24 KiB
Ralph Method: Step-by-Step Implementation Guide
From Idea to Deployed App Using 100% Vibe Coding
This guide walks you through the exact steps to go from "I have an app idea" to "Claude Code built it for me overnight."
Overview: The 7 Stages
| Stage | What You Do | Output |
|---|---|---|
| 1 | Dump your idea | Raw idea document |
| 2 | Expand into full spec | Structured requirements |
| 3 | Convert to machine PRD | PROMPT.md + prd.json |
| 4 | Set up project scaffold | Ready-to-run directory |
| 5 | Execute Phase 1 (Foundation) | Working skeleton |
| 6 | Execute remaining phases | Complete application |
| 7 | Review and polish | Production-ready code |
Total human effort: 1-3 hours of prompting and setup Total Ralph effort: Hours to days of autonomous coding
Stage 1: Idea Dump (15-30 minutes)
Step 1.1: Brain Dump
Open any text editor or chat with Claude/ChatGPT. Write everything in your head about the app. Don't organize, just dump.
Prompt to use:
I have an app idea. I'm going to brain dump everything about it.
Don't respond until I say "DONE". Just acknowledge each message.
[Then type everything: features, users, problems it solves, tech preferences,
things you've seen in other apps you like, random thoughts, everything]
DONE
Step 1.2: Initial Structuring
After your dump, use this prompt:
Now organize what I described into these categories:
1. PROBLEM: What problem does this solve? Who has this problem?
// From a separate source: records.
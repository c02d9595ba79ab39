//! View model of the rendered roster table.

use shared::{
    domain::{AttendanceFlag, AttendanceFlags, MemberId, MemberRecord},
    protocol::MemberUpdate,
};

/// One table row: the member's name cell followed by nine checkbox cells.
#[derive(Debug, Clone, PartialEq, Eq)]
pub struct RosterRow {
    pub member_id: MemberId,
    pub member_name: String,
    pub checkboxes: AttendanceFlags,
}

#[derive(Debug, Clone, Default)]
pub struct RosterTable {
    team_name: Option<String>,
    rows: Vec<RosterRow>,
}

impl RosterTable {
    /// Replaces whatever was rendered before.
    pub fn render(&mut self, team_name: &str, members: &[MemberRecord]) {
        self.team_name = Some(team_name.to_string());
        self.rows = members
            .iter()
            .map(|member| RosterRow {
                member_id: member.member_id.clone(),
                member_name: member.member_name.clone(),
                checkboxes: member.flags,
            })
            .collect();
    }

    pub fn clear(&mut self) {
        self.team_name = None;
        self.rows.clear();
    }

    pub fn team_name(&self) -> Option<&str> {
        self.team_name.as_deref()
    }

    pub fn rows(&self) -> &[RosterRow] {
        &self.rows
    }

    pub fn is_empty(&self) -> bool {
        self.rows.is_empty()
    }

    /// Returns `None` when `row` is not rendered.
    pub fn set_checkbox(&mut self, row: usize, flag: AttendanceFlag, checked: bool) -> Option<()> {
        let row = self.rows.get_mut(row)?;
        row.checkboxes.set(flag, checked);
        Some(())
    }

    pub fn checkbox(&self, row: usize, flag: AttendanceFlag) -> Option<bool> {
        self.rows.get(row).map(|row| row.checkboxes.get(flag))
    }

    /// Live checkbox state of every row, in table order.
    pub fn read_updates(&self) -> Vec<MemberUpdate> {
        self.rows
            .iter()
            .map(|row| MemberUpdate::new(row.member_id.clone(), row.checkboxes))
            .collect()
    }
}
2. SOLUTION: What is the app and how does it solve the problem?
3. USERS: Who are the primary users? What are their goals?
4. CORE FEATURES: What are the absolute must-have features for v1?
5. NICE-TO-HAVE: What features can wait for v2?
6. TECH PREFERENCES: Any specific technologies I mentioned or prefer?
7. CONSTRAINTS: Any limitations, requirements, or non-negotiables?
8. SIMILAR APPS: What existing apps is this similar to?
Output as a structured document I can save.
Step 1.3: Save Output
Save the response as docs/idea-dump.md in a new folder for your project.
Checkpoint: You should have a rough but organized document describing your app.
Stage 2: Expand to Full Specification (30-60 minutes)
Step 2.1: Architecture Classification
First, let the LLM identify what type of application this is:
Based on my app idea, classify this project:
1. APPLICATION TYPE: What kind of application is this?
- Web application (frontend + backend)
- Web frontend only (static/SPA)
- Backend API only
- Desktop application (Electron, Tauri, native)
- CLI tool
- Mobile app (native, React Native, Flutter)
- Library/package
- Script/automation
- Game
- Other (specify)
2. INTERFACE TYPES NEEDED: Based on the app type, what interfaces are relevant?
- REST API (web backends, mobile backends)
- GraphQL API (complex data relationships)
- IPC channels (desktop apps with multi-process)
- Module interfaces (libraries, internal boundaries)
- CLI arguments/flags (command-line tools)
- File formats (apps that save/load data)
- WebSocket/real-time (chat, live updates)
- System integrations (OS APIs, hardware, file system)
- Plugin architecture (extensible apps)
- None/minimal (simple scripts)
3. DATA PERSISTENCE: How will data be stored?
- Remote database (PostgreSQL, MySQL, MongoDB)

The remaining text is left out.